Otro detalle relevante de los Magos es la fecha escogida, desde la Antigüedad, para celebrar la Navidad: el 25 de diciembre. En los últimos años se ha extendido una teoría de escaso fundamento histórico, y según la cual este día fue elegido por la Iglesia para eclipsar –nunca mejor dicho– una celebración pagana, la del Sol Invicto. Aparte de que las fuentes históricas que podrían sostener esta teoría son inexistentes, se da otra circunstancia, y es el recelo que el cristianismo tuvo desde sus inicios hacia toda forma de sincretismo. Lo que no quiere decir que no hubiera fenómenos de esta índole. Sin embargo, como decimos, los Magos nos sitúan sobre una pista que Mario Righetti desarrolló hace más de medio siglo. Si realmente Cristo era perfecto hombre, entonces, según la mentalidad antigua –compartida por gentiles, cristianos y judíos–, su encarnación y su muerte debían haber sucedido en el mismo día del calendario; es decir, su vida sería un ciclo perfecto según los números y la astrología. En ello eran expertos los Magos, que dedujeron con exactitud el día y el lugar del Nacimiento. De esta forma, si –como creían los antiguos– Jesús había muerto un 25 de marzo, debía haberse encarnado en el mismo día, y, en consecuencia, haber nacido nueves meses después: un 25 de diciembre.

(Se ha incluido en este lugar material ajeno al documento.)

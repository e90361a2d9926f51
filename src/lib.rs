//! Waste Drop (workspace facade crate).
//!
//! Re-exports the workspace crates under one roof so the binary, the
//! integration tests and the benchmarks can use `waste_drop::{core, app, ...}`.
//!
//! - [`core`]: the deterministic level/scoring session
//! - [`engine`]: timers, physics, scenes, feedback fades, music and assets
//! - [`app`]: screen flow and gameplay wiring
//! - [`input`] / [`term`]: crossterm input mapping and the terminal renderer

pub use waste_drop_app as app;
pub use waste_drop_core as core;
pub use waste_drop_engine as engine;
pub use waste_drop_input as input;
pub use waste_drop_term as term;
pub use waste_drop_types as types;
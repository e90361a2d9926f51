//! Core game logic module - pure, deterministic, and testable
//!
//! This crate holds the level/scoring session of the waste sorting game.
//! It has **zero dependencies** on rendering, physics, audio or terminal I/O:
//!
//! - **Deterministic**: the same seed produces the same item sequence
//! - **Testable**: every rule is a plain function over [`SessionState`]
//! - **Host-agnostic**: outward consequences are returned as [`Effect`]s
//!
//! # Module Structure
//!
//! - [`config`]: level table, clocks, speeds and score deltas
//! - [`item`]: waste items, bins and the standard bin layout
//! - [`session`]: session state, effects and item lifecycle helpers
//! - [`scheduler`]: level queue and per-tick item release
//! - [`judge`]: bin selection and scoring of dropped items
//! - [`progression`]: level entry, level completion and clock expiry
//! - [`game_state`]: [`GameSession`], the single dispatch entry point
//! - [`rng`]: seeded item source and a scripted source for tests
//!
//! # Game Rules
//!
//! - Items fall one per second; the player drags each into a bin
//! - Matching bin: +10. Wrong bin: -5, never below zero
//! - Reaching the level target wins the level; the clock reaching zero first
//!   ends the game
//! - Five levels with targets 250/300/400/500/550; clearing level 5
//!   completes the game
//!
//! # Example
//!
//! ```
//! use waste_drop_core::{BinSet, GameConfig, GameSession, SessionEvent, SimpleRng};
//! use waste_drop_core::types::{LevelInit, LevelPhase};
//!
//! let mut effects = Vec::new();
//! let mut game = GameSession::begin(
//!     GameConfig::default(),
//!     BinSet::default(),
//!     SimpleRng::new(12345),
//!     LevelInit::default(),
//!     &mut effects,
//! );
//!
//! let epoch = game.state().timer_epoch();
//! game.dispatch(SessionEvent::DropTick { epoch }, &mut effects);
//! game.dispatch(SessionEvent::CountdownTick { epoch }, &mut effects);
//!
//! assert_eq!(game.state().phase(), LevelPhase::Active);
//! assert_eq!(game.state().time_remaining(), 59);
//! ```
//!
//! # Timing
//!
//! The core has no clock of its own. The host registers two periodic
//! timers when it sees [`Effect::StartTimers`] and reports them back as
//! `CountdownTick` / `DropTick` events carrying the timer epoch. The two
//! handlers commute, so their relative order within a frame does not matter.

pub mod config;
pub mod game_state;
pub mod item;
pub mod judge;
pub mod progression;
pub mod rng;
pub mod scheduler;
pub mod session;
pub mod snapshot;

pub use waste_drop_types as types;

// Re-export commonly used types for convenience
pub use config::{ConfigError, GameConfig};
pub use game_state::{GameSession, Response, SessionEvent};
pub use item::{Bin, BinSet, WasteItem};
pub use judge::{select_bin, Verdict};
pub use rng::{ScriptedSource, SimpleRng, WasteSource};
pub use session::{Effect, Feedback, FeedbackTone, Release, SessionOutcome, SessionState};
pub use snapshot::SessionSnapshot;
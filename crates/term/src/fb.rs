//! Framebuffer and style types for terminal rendering.

/// 24-bit RGB color.
#[derive(Debug, Clone, Copy, PartialEq, Eq, Default, Hash)]
pub struct Rgb {
    pub r: u8,
    pub g: u8,
    pub b: u8,
}

impl Rgb {
    pub const fn new(r: u8, g: u8, b: u8) -> Self {
        Self { r, g, b }
    }

    pub const fn from_array(c: [u8; 3]) -> Self {
        Self::new(c[0], c[1], c[2])
    }

    /// Linear blend towards `other`; `t = 0` keeps `self`.
    pub fn mix(self, other: Rgb, t: f32) -> Rgb {
        let t = t.clamp(0.0, 1.0);
        let lerp = |a: u8, b: u8| (a as f32 + (b as f32 - a as f32) * t).round() as u8;
        Rgb::new(
            lerp(self.r, other.r),
            lerp(self.g, other.g),
            lerp(self.b, other.b),
        )
    }
}

/// Minimal per-cell styling.
#[derive(Debug, Clone, Copy, PartialEq, Eq, Hash)]
pub struct CellStyle {
    pub fg: Rgb,
    pub bg: Rgb,
    pub bold: bool,
    pub dim: bool,
}

impl CellStyle {
    pub const fn new(fg: Rgb, bg: Rgb) -> Self {
        Self {
            fg,
            bg,
            bold: false,
            dim: false,
        }
    }

    pub const fn bold(mut self) -> Self {
        self.bold = true;
        self
    }
}

impl Default for CellStyle {
    fn default() -> Self {
        Self::new(Rgb::new(220, 220, 220), Rgb::new(0, 0, 0))
    }
}

/// A single terminal cell.
#[derive(Debug, Clone, Copy, PartialEq, Eq)]
pub struct Cell {
    pub ch: char,
    pub style: CellStyle,
}

impl Default for Cell {
    fn default() -> Self {
        Self {
            ch: ' ',
            style: CellStyle::default(),
        }
    }
}

/// 2D framebuffer of styled character cells.
#[derive(Debug, Clone, PartialEq, Eq)]
pub struct FrameBuffer {
    width: u16,
    height: u16,
    cells: Vec<Cell>,
}

impl FrameBuffer {
    pub fn new(width: u16, height: u16) -> Self {
        let len = (width as usize) * (height as usize);
        Self {
            width,
            height,
            cells: vec![Cell::default(); len],
        }
    }

    pub fn width(&self) -> u16 {
        self.width
    }

    pub fn height(&self) -> u16 {
        self.height
    }

    /// Resize, reusing the allocation when possible.
    pub fn resize(&mut self, width: u16, height: u16) {
        if self.width == width && self.height == height {
            return;
        }
        self.width = width;
        self.height = height;
        let len = (width as usize) * (height as usize);
        self.cells.resize(len, Cell::default());
    }

    pub fn cells(&self) -> &[Cell] {
        &self.cells
    }

    #[inline(always)]
    fn idx(&self, x: u16, y: u16) -> Option<usize> {
        if x >= self.width || y >= self.height {
            return None;
        }
        Some((y as usize) * (self.width as usize) + (x as usize))
    }

    pub fn get(&self, x: u16, y: u16) -> Option<Cell> {
        self.idx(x, y).map(|i| self.cells[i])
    }

    pub fn set(&mut self, x: u16, y: u16, cell: Cell) {
        if let Some(i) = self.idx(x, y) {
            self.cells[i] = cell;
        }
    }

    pub fn clear(&mut self, cell: Cell) {
        self.cells.fill(cell);
    }

    pub fn put_char(&mut self, x: u16, y: u16, ch: char, style: CellStyle) {
        self.set(x, y, Cell { ch, style });
    }

    pub fn put_str(&mut self, x: u16, y: u16, s: &str, style: CellStyle) {
        let mut cx = x;
        for ch in s.chars() {
            if cx >= self.width {
                break;
            }
            self.put_char(cx, y, ch, style);
            cx += 1;
        }
    }

    /// Write `s` centered on column `cx`, clipped to `[min_x, max_x)`.
    pub fn put_str_centered(
        &mut self,
        cx: u16,
        y: u16,
        s: &str,
        min_x: u16,
        max_x: u16,
        style: CellStyle,
    ) {
        let len = s.chars().count() as u16;
        let start = cx.saturating_sub(len / 2).max(min_x);
        let room = max_x.saturating_sub(start) as usize;
        for (i, ch) in s.chars().take(room).enumerate() {
            self.put_char(start + i as u16, y, ch, style);
        }
    }

    pub fn put_u32(&mut self, x: u16, y: u16, v: u32, style: CellStyle) {
        let mut digits = [0u8; 10];
        let mut n = v;
        let mut len = 0;
        loop {
            digits[len] = b'0' + (n % 10) as u8;
            len += 1;
            n /= 10;
            if n == 0 {
                break;
            }
        }
        for (i, d) in digits[..len].iter().rev().enumerate() {
            self.put_char(x.saturating_add(i as u16), y, *d as char, style);
        }
    }

    pub fn fill_rect(&mut self, x: u16, y: u16, w: u16, h: u16, ch: char, style: CellStyle) {
        for dy in 0..h {
            for dx in 0..w {
                self.put_char(x.saturating_add(dx), y.saturating_add(dy), ch, style);
            }
        }
    }

    /// Darken a region towards black, keeping its glyphs.
    pub fn shade_rect(&mut self, x: u16, y: u16, w: u16, h: u16, amount: f32) {
        let black = Rgb::new(0, 0, 0);
        for dy in 0..h {
            for dx in 0..w {
                let (cx, cy) = (x.saturating_add(dx), y.saturating_add(dy));
                if let Some(i) = self.idx(cx, cy) {
                    let cell = &mut self.cells[i];
                    cell.style.fg = cell.style.fg.mix(black, amount);
                    cell.style.bg = cell.style.bg.mix(black, amount);
                }
            }
        }
    }
}
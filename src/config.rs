//! Game rules
//!
//! Every tunable constant lives here. A `Rules` value is built once, validated,
//! and then shared by reference with the arena, turtles and missiles for the
//! whole match.

use std::path::Path;

use serde::{Deserialize, Serialize};

use crate::error::{RulesError, SimError};

/// Immutable match configuration
#[derive(Debug, Clone, PartialEq, Serialize, Deserialize)]
#[serde(default)]
pub struct Rules {
    // === Arena ===
    /// Arena width (length units)
    pub arena_width: f32,
    /// Arena height (length units)
    pub arena_height: f32,

    // === Turtles ===
    /// Maximum linear speed (units/step)
    pub max_speed: f32,
    /// Maximum turning speed (degrees/step)
    pub max_turn_speed: f32,
    /// Cooldown between shots (steps)
    pub shoot_delay: u32,
    /// Health every turtle starts with
    pub starting_health: i32,

    // === Missiles ===
    /// Constant missile speed (units/step)
    pub missile_speed: f32,
    /// Steps before an untouched missile explodes on its own
    pub missile_lifespan: u32,
    /// A missile explodes once it is closer than this to its target
    pub missile_proximity: f32,
    /// Turtles closer than this to an explosion take damage
    pub missile_radius: f32,
    /// Damage dealt by one explosion
    pub missile_damage: i32,
    /// Steps an explosion lingers before the missile is removed
    pub explosion_frames: u32,

    // === Match ===
    /// Step limit for a match (0 = unlimited)
    pub step_cutoff: u64,
    /// Wall-clock cadence hint for real-time drivers (ms per step)
    pub step_millis: u64,
}

impl Default for Rules {
    fn default() -> Self {
        Self {
            arena_width: 800.0,
            arena_height: 800.0,

            max_speed: 4.0,
            max_turn_speed: 15.0,
            shoot_delay: 60,
            starting_health: 100,

            missile_speed: 10.0,
            missile_lifespan: 40,
            missile_proximity: 20.0,
            missile_radius: 20.0,
            missile_damage: 20,
            explosion_frames: 4,

            step_cutoff: 0,
            step_millis: 33,
        }
    }
}

impl Rules {
    /// Maximum distance a missile can travel before expiring
    pub fn missile_range(&self) -> f32 {
        self.missile_speed * self.missile_lifespan as f32
    }

    /// Check that the rules describe a playable match
    pub fn validate(&self) -> Result<(), SimError> {
        let positive = [
            ("arena_width", self.arena_width),
            ("arena_height", self.arena_height),
            ("missile_speed", self.missile_speed),
        ];
        for (name, value) in positive {
            if !(value.is_finite() && value > 0.0) {
                return Err(SimError::InvalidRules(format!(
                    "{name} must be positive, got {value}"
                )));
            }
        }

        let non_negative = [
            ("max_speed", self.max_speed),
            ("max_turn_speed", self.max_turn_speed),
            ("missile_proximity", self.missile_proximity),
            ("missile_radius", self.missile_radius),
        ];
        for (name, value) in non_negative {
            if !(value.is_finite() && value >= 0.0) {
                return Err(SimError::InvalidRules(format!(
                    "{name} must be non-negative, got {value}"
                )));
            }
        }

        if self.missile_lifespan == 0 {
            return Err(SimError::InvalidRules(
                "missile_lifespan must be at least one step".into(),
            ));
        }
        if self.explosion_frames == 0 {
            return Err(SimError::InvalidRules(
                "explosion_frames must be at least one step".into(),
            ));
        }

        Ok(())
    }

    /// Parse and validate rules from JSON. Missing fields take their defaults.
    pub fn from_json(json: &str) -> Result<Self, RulesError> {
        let rules: Rules = serde_json::from_str(json)?;
        rules.validate()?;
        Ok(rules)
    }

    /// Load rules from a JSON file
    pub fn load(path: impl AsRef<Path>) -> Result<Self, RulesError> {
        let path = path.as_ref();
        let json = std::fs::read_to_string(path)?;
        let rules = Self::from_json(&json)?;
        log::info!("Loaded rules from {}", path.display());
        Ok(rules)
    }
}

#[cfg(test)]
mod tests {
    use super::*;

    #[test]
    fn test_defaults_are_valid() {
        let rules = Rules::default();
        assert!(rules.validate().is_ok());
        assert_eq!(rules.missile_range(), 400.0);
    }

    #[test]
    fn test_partial_json_uses_defaults() {
        let rules = Rules::from_json(r#"{ "max_speed": 6.0, "step_cutoff": 900 }"#).unwrap();
        assert_eq!(rules.max_speed, 6.0);
        assert_eq!(rules.step_cutoff, 900);
        assert_eq!(rules.shoot_delay, 60);
        assert_eq!(rules.starting_health, 100);
    }

    #[test]
    fn test_invalid_rules_rejected() {
        let err = Rules::from_json(r#"{ "missile_lifespan": 0 }"#).unwrap_err();
        assert!(matches!(err, RulesError::Invalid(SimError::InvalidRules(_))));

        let err = Rules::from_json(r#"{ "arena_width": -10.0 }"#).unwrap_err();
        assert!(matches!(err, RulesError::Invalid(_)));
    }

    #[test]
    fn test_malformed_json() {
        let err = Rules::from_json("{ not json").unwrap_err();
        assert!(matches!(err, RulesError::Parse(_)));
    }

    #[test]
    fn test_missing_file() {
        let err = Rules::load("/definitely/not/here.json").unwrap_err();
        assert!(matches!(err, RulesError::Io(_)));
    }
}
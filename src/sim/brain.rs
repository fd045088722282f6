//! Decision routines and the handle they drive a turtle through
//!
//! A brain is called once per step with a `Pilot`. Everything it may read
//! (its own state, the cached opponent state, the rules and the arena) and
//! everything it may request (movement, turning, shooting) goes through the
//! pilot. Intents are overwritten by later calls, so only the last request
//! of each kind within a step counts.

use glam::Vec2;

use super::angle::Angle;
use super::arena::Arena;
use super::turtle::{self, Body, Intents};
use crate::Rules;
use crate::consts::FAR_POINT_DISTANCE;
use crate::heading_vector;

/// A decision routine driving one turtle
pub trait Brain {
    /// Display name, also used as the turtle's name
    fn name(&self) -> &str;

    /// Called once before the first step
    fn setup(&mut self, _pilot: &mut Pilot<'_>) {}

    /// Called once per step to set this step's intents
    fn decide(&mut self, pilot: &mut Pilot<'_>);
}

/// Something to aim at
#[derive(Debug, Clone, Copy, PartialEq)]
pub enum Target {
    /// The opponent's last synced position
    Opponent,
    /// An absolute heading in degrees
    Heading(f32),
    /// A point in the arena
    Point(Vec2),
}

impl From<Vec2> for Target {
    fn from(point: Vec2) -> Self {
        Target::Point(point)
    }
}

/// A brain's view of its turtle for one call
pub struct Pilot<'a> {
    body: &'a mut Body,
    arena: &'a Arena,
    rules: &'a Rules,
}

impl<'a> Pilot<'a> {
    pub(crate) fn new(body: &'a mut Body, arena: &'a Arena, rules: &'a Rules) -> Self {
        Self { body, arena, rules }
    }

    // === Intents ===

    /// Move forward at a fraction of max speed. Negative rates move backward.
    pub fn forward(&mut self, rate: f32) {
        let rate = rate.clamp(-1.0, 1.0);
        self.body.intents_mut().speed = (rate * self.rules.max_speed).trunc();
    }

    pub fn backward(&mut self, rate: f32) {
        self.forward(-rate);
    }

    /// Turn counterclockwise at a fraction of max turn speed
    pub fn left(&mut self, rate: f32) {
        let rate = rate.clamp(-1.0, 1.0);
        self.body.intents_mut().turn_speed = (rate * self.rules.max_turn_speed).trunc();
    }

    pub fn right(&mut self, rate: f32) {
        self.left(-rate);
    }

    /// Request a shot. Ignored while the cooldown is running.
    pub fn shoot(&mut self) {
        self.body.intents_mut().shoot = true;
    }

    /// Turn as far as allowed this step toward a target. Within one step of
    /// facing it, turns exactly onto it.
    pub fn turn_towards(&mut self, target: impl Into<Target>) {
        let max = self.rules.max_turn_speed;
        let turn = self.relative_heading_towards(target).clamp(-max, max);
        self.body.intents_mut().turn_speed = turn.trunc();
    }

    /// Intents set so far this step
    pub fn intents(&self) -> Intents {
        self.body.intents()
    }

    // === Geometry queries ===

    fn resolve(&self, target: Target) -> Vec2 {
        match target {
            Target::Opponent => self.body.other().position,
            Target::Heading(h) => self.body.position() + heading_vector(h) * FAR_POINT_DISTANCE,
            Target::Point(p) => p,
        }
    }

    /// Distance to the opponent
    pub fn distance(&self) -> f32 {
        self.distance_to(self.body.other().position)
    }

    pub fn distance_to(&self, point: Vec2) -> f32 {
        self.body.position().distance(point)
    }

    pub fn distance_between(&self, a: Vec2, b: Vec2) -> f32 {
        a.distance(b)
    }

    /// Offset from this turtle to a target
    pub fn relative_position(&self, target: impl Into<Target>) -> Vec2 {
        self.resolve(target.into()) - self.body.position()
    }

    /// Absolute heading toward a target in whole degrees, `(-180, 180]`
    pub fn heading_towards(&self, target: impl Into<Target>) -> f32 {
        turtle::heading_towards(self.body.position(), self.resolve(target.into()))
    }

    /// Smallest signed turn (degrees, positive = counterclockwise) that would
    /// face the target
    pub fn relative_heading_towards(&self, target: impl Into<Target>) -> f32 {
        (Angle::degrees(self.heading_towards(target)) - self.body.heading_angle()).measure()
    }

    /// Whether a point is inside the arena and not in a block
    pub fn free_space(&self, point: Vec2) -> bool {
        self.arena.in_bounds(point) && !self.arena.blocked(point)
    }

    /// Whether a missile fired now toward the target would reach it
    pub fn line_of_sight(&self, target: impl Into<Target>) -> bool {
        let point = self.resolve(target.into());
        turtle::line_of_sight(self.body.position(), point, self.arena, self.rules)
    }

    // === Own state ===

    pub fn position(&self) -> Vec2 {
        self.body.position()
    }

    pub fn heading(&self) -> f32 {
        self.body.heading()
    }

    pub fn speed(&self) -> f32 {
        self.body.intents().speed
    }

    pub fn turn_speed(&self) -> f32 {
        self.body.intents().turn_speed
    }

    pub fn health(&self) -> i32 {
        self.body.health()
    }

    pub fn cooldown(&self) -> u32 {
        self.body.cooldown()
    }

    pub fn can_shoot(&self) -> bool {
        self.body.can_shoot()
    }

    /// Steps this turtle has completed
    pub fn time(&self) -> u64 {
        self.body.time()
    }

    // === Opponent snapshot ===

    pub fn other_position(&self) -> Vec2 {
        self.body.other().position
    }

    pub fn other_heading(&self) -> f32 {
        self.body.other().heading
    }

    pub fn other_speed(&self) -> f32 {
        self.body.other().speed
    }

    pub fn other_turn_speed(&self) -> f32 {
        self.body.other().turn_speed
    }

    pub fn other_health(&self) -> i32 {
        self.body.other().health
    }

    /// Estimated opponent cooldown, decayed locally every step
    pub fn other_cooldown(&self) -> u32 {
        self.body.other().cooldown
    }

    pub fn other_can_shoot(&self) -> bool {
        self.body.other().cooldown == 0
    }

    // === Rules ===

    pub fn max_speed(&self) -> f32 {
        self.rules.max_speed
    }

    pub fn max_turn_speed(&self) -> f32 {
        self.rules.max_turn_speed
    }

    pub fn shoot_delay(&self) -> u32 {
        self.rules.shoot_delay
    }

    pub fn missile_speed(&self) -> f32 {
        self.rules.missile_speed
    }

    pub fn missile_range(&self) -> f32 {
        self.rules.missile_range()
    }

    pub fn missile_proximity(&self) -> f32 {
        self.rules.missile_proximity
    }

    pub fn missile_radius(&self) -> f32 {
        self.rules.missile_radius
    }

    pub fn missile_damage(&self) -> i32 {
        self.rules.missile_damage
    }

    pub fn arena_left(&self) -> f32 {
        self.arena.left()
    }

    pub fn arena_right(&self) -> f32 {
        self.arena.right()
    }

    pub fn arena_bottom(&self) -> f32 {
        self.arena.bottom()
    }

    pub fn arena_top(&self) -> f32 {
        self.arena.top()
    }
}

En resumen, san Francisco de Asís retomó y afianzó una devoción que venía de lejos. Su viaje a Belén es, en cierto modo, el de Helena (la madre del emperador Constantino) a Jerusalén en busca de la Santa Cruz; el de la Santa Cuna –reliquia que hoy se sigue custodiando y que se cree era la de Jesús– que san Sofronio envió a Roma, para donarla al papa Teodoro a mediados del siglo VII. También es el viaje de Carlos, para dejar de ser rey en Nápoles y sentarse en el trono español, trayéndose belenes italianos, ministros y eruditos. El mismo rey que inauguró las excavaciones de Pompeya –testimonio directo de la vida cotidiana en Roma– fue el que extendió en España y América la piadosa costumbre del belén. Una costumbre que ha sabido incorporar siempre elementos cercanos: por eso, los belenes incurren en todo tipo de anacronismos –como piaras– e incluso incluyen aspectos que, según no pocos, resultan zafios, como el catalán caganer. Sea como fuere, es una celebración de la perfecta humanidad asumida por el Perfecto Dios. Por eso, Críspulo, el niño gamberrete –pero de gran corazón e inocencia– de La gran familia (1962) saca sus petardos y cohetes escondidos bajo el belén hogareño, y escribe en uno: «Gracias, Dios» para mandarlo al Cielo: su hermanito ha vuelto a casa. Se ha obrado el Milagro.